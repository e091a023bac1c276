use std::sync::Arc;
use std::sync::atomic::{AtomicUsize, Ordering};
use std::thread;
use std::time::{Duration, Instant};

use slipstream::{
    Client, Event, EventTarget, Fields, GameStateMachine, GameStateStore, GameStateUpdate,
    GameStatus, Server, ServerHandle, Sqn, Value,
};

const WAIT: Duration = Duration::from_secs(5);

fn wait_for<T>(what: &str, mut probe: impl FnMut() -> Option<T>) -> T {
    let t0 = Instant::now();
    loop {
        if let Some(value) = probe() {
            return value;
        }
        assert!(t0.elapsed() < WAIT, "timed out waiting for {what}");
        thread::sleep(Duration::from_millis(2));
    }
}

fn bound_addr(handle: &ServerHandle) -> std::net::SocketAddr {
    wait_for("server to bind", || handle.local_addr())
}

#[test]
fn client_syncs_state_and_events_drive_the_simulation() {
    let store = Arc::new(GameStateStore::new(
        slipstream::GameState::with_fields(Fields::from([(
            "x".to_owned(),
            Value::Float(0.0),
        )])),
    ));

    let mut machine = GameStateMachine::new(Arc::clone(&store), |_state, _dt| Fields::new());
    machine.register_event_handler("MOVE", |event, state, _dt| {
        let dx = event.args.first().and_then(Value::as_float).unwrap_or(0.0);
        let x = state.get("x").and_then(Value::as_float).unwrap_or(0.0);
        Fields::from([("x".to_owned(), Value::Float(x + dx))])
    });
    let event_wire = machine.event_wire();
    let controls = machine.controls();
    let machine_thread = machine.run_in_thread(Duration::from_millis(10));

    let server = Server::new(Arc::clone(&store));
    let server_handle = server.handle();
    let server_thread = server.run_in_thread(0, "127.0.0.1".to_owned(), Some(event_wire));
    let server_addr = bound_addr(&server_handle);

    let mut client = Client::new();
    client
        .connect(&server_addr.ip().to_string(), server_addr.port())
        .unwrap();

    // first packages carry the full state, the mirror catches up
    client
        .wait_until(|state| state.game_status == GameStatus::Active, WAIT)
        .unwrap();

    let acked = Arc::new(AtomicUsize::new(0));
    let ack_counter = Arc::clone(&acked);
    client.dispatch_event(
        Event::new("MOVE").arg(2.5f32),
        0,
        Some(Arc::new(move |_conn| {
            ack_counter.fetch_add(1, Ordering::SeqCst);
        })),
    );

    // the event reaches the simulation through the wire and the resulting
    // state update flows back into the client mirror
    client
        .wait_until(
            |state| state.get("x").and_then(Value::as_float).unwrap_or(0.0) > 2.0,
            WAIT,
        )
        .unwrap();
    wait_for("event ack callback", || {
        (acked.load(Ordering::SeqCst) == 1).then_some(())
    });

    assert!(controls.stop(Duration::from_secs(2)));

    // the first client is the host, so it may shut the server down
    client.disconnect(true);
    let server = server_thread.join().unwrap().unwrap();
    assert_eq!(server.client_addresses().len(), 1);
    machine_thread.join().unwrap();
}

#[test]
fn server_broadcasts_reach_client_handlers() {
    let store = Arc::new(GameStateStore::default());
    store.push_update(GameStateUpdate::new(Sqn::new(1)).field("ready", true));

    let server = Server::new(Arc::clone(&store));
    let handle = server.handle();
    let server_thread = server.run_in_thread(0, "127.0.0.1".to_owned(), None);
    let server_addr = bound_addr(&handle);

    let received = Arc::new(AtomicUsize::new(0));
    let acked = Arc::new(AtomicUsize::new(0));

    let mut client = Client::new();
    let receive_counter = Arc::clone(&received);
    client.register_event_handler("ANNOUNCE", move |event| {
        assert_eq!(event.args.first().and_then(Value::as_str), Some("welcome"));
        receive_counter.fetch_add(1, Ordering::SeqCst);
    });
    client
        .connect(&server_addr.ip().to_string(), server_addr.port())
        .unwrap();
    client
        .wait_until(|state| state.time_order == Sqn::new(1), WAIT)
        .unwrap();

    let ack_counter = Arc::clone(&acked);
    handle.dispatch_event(
        Event::new("ANNOUNCE").arg("welcome"),
        EventTarget::All,
        1,
        Some(Arc::new(move |_conn| {
            ack_counter.fetch_add(1, Ordering::SeqCst);
        })),
    );

    wait_for("client to receive the broadcast", || {
        (received.load(Ordering::SeqCst) >= 1).then_some(())
    });
    wait_for("server to see the ack", || {
        (acked.load(Ordering::SeqCst) >= 1).then_some(())
    });

    client.disconnect(true);
    server_thread.join().unwrap().unwrap();
}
####################
__What is expected__: Looking at the listing above, which lines hold "Ordering"? Copy every such line.

__Result for this task__:
use std::sync::atomic::{AtomicUsize, Ordering};
            ack_counter.fetch_add(1, Ordering::SeqCst);
        (acked.load(Ordering::SeqCst) == 1).then_some(())
        receive_counter.fetch_add(1, Ordering::SeqCst);
            ack_counter.fetch_add(1, Ordering::SeqCst);
        (received.load(Ordering::SeqCst) >= 1).then_some(())
        (acked.load(Ordering::SeqCst) >= 1).then_some(())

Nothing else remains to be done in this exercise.